_Problem description_: Word for word, retype the entire listing.
Records shown Start Marker
use serde::{Deserialize, Serialize};

use crate::domain::{GridSize, MazeId, PointId};

/// One element of `GET /maze`, also returned by `GET /maze/{mazeId}`.
#[derive(Debug, Clone, PartialEq, Serialize, Deserialize)]
#[serde(rename_all = "camelCase")]
pub struct MazeRecord {
    pub maze_id: MazeId,
    pub grid_size: GridSize,
    #[serde(default, skip_serializing_if = "Option::is_none")]
    pub entrance: Option<PointId>,
    #[serde(default)]
    pub walls: Vec<PointId>,
}

/// Body of `POST /maze`.
#[derive(Debug, Clone, PartialEq, Serialize, Deserialize)]
#[serde(rename_all = "camelCase")]
pub struct PostMazeRequest {
    pub entrance: PointId,
    pub grid_size: GridSize,
    pub walls: Vec<PointId>,
}

/// Response of `POST /maze`: either a new id or an explicit rejection.
#[derive(Debug, Clone, Default, PartialEq, Serialize, Deserialize)]
#[serde(rename_all = "camelCase")]
pub struct MazeCreation {
    #[serde(default, skip_serializing_if = "Option::is_none")]
    pub maze_id: Option<MazeId>,
    #[serde(default, skip_serializing_if = "Option::is_none")]
    pub error: Option<String>,
}

/// Response of `GET /maze/{mazeId}/solution?steps=min|max`.
#[derive(Debug, Clone, Default, PartialEq, Serialize, Deserialize)]
pub struct MazeSolution {
    #[serde(default, skip_serializing_if = "Option::is_none")]
    pub path: Option<Vec<PointId>>,
    #[serde(default, skip_serializing_if = "Option::is_none")]
    pub error: Option<String>,
}

impl MazeSolution {
    pub fn with_path(path: Vec<PointId>) -> Self {
        Self {
            path: Some(path),
            error: None,
        }
    }

    pub fn rejected(error: impl Into<String>) -> Self {
        Self {
            path: None,
            error: Some(error.into()),
        }
    }
}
Records shown End Marker
_Written response_:
use serde::{Deserialize, Serialize};

use crate::domain::{GridSize, MazeId, PointId};

/// One element of `GET /maze`, also returned by `GET /maze/{mazeId}`.
#[derive(Debug, Clone, PartialEq, Serialize, Deserialize)]
#[serde(rename_all = "camelCase")]
pub struct MazeRecord {
    pub maze_id: MazeId,
    pub grid_size: GridSize,
    #[serde(default, skip_serializing_if = "Option::is_none")]
    pub entrance: Option<PointId>,
    #[serde(default)]
    pub walls: Vec<PointId>,
}

/// Body of `POST /maze`.
#[derive(Debug, Clone, PartialEq, Serialize, Deserialize)]
#[serde(rename_all = "camelCase")]
pub struct PostMazeRequest {
    pub entrance: PointId,
    pub grid_size: GridSize,
    pub walls: Vec<PointId>,
}

/// Response of `POST /maze`: either a new id or an explicit rejection.
#[derive(Debug, Clone, Default, PartialEq, Serialize, Deserialize)]
#[serde(rename_all = "camelCase")]
pub struct MazeCreation {
    #[serde(default, skip_serializing_if = "Option::is_none")]
    pub maze_id: Option<MazeId>,
    #[serde(default, skip_serializing_if = "Option::is_none")]
    pub error: Option<String>,
}

/// Response of `GET /maze/{mazeId}/solution?steps=min|max`.
#[derive(Debug, Clone, Default, PartialEq, Serialize, Deserialize)]
pub struct MazeSolution {
    #[serde(default, skip_serializing_if = "Option::is_none")]
    pub path: Option<Vec<PointId>>,
    #[serde(default, skip_serializing_if = "Option::is_none")]
    pub error: Option<String>,
}

impl MazeSolution {
    pub fn with_path(path: Vec<PointId>) -> Self {
        Self {
            path: Some(path),
            error: None,
        }
    }

    pub fn rejected(error: impl Into<String>) -> Self {
        Self {
            path: None,
            error: Some(error.into()),
        }
    }
}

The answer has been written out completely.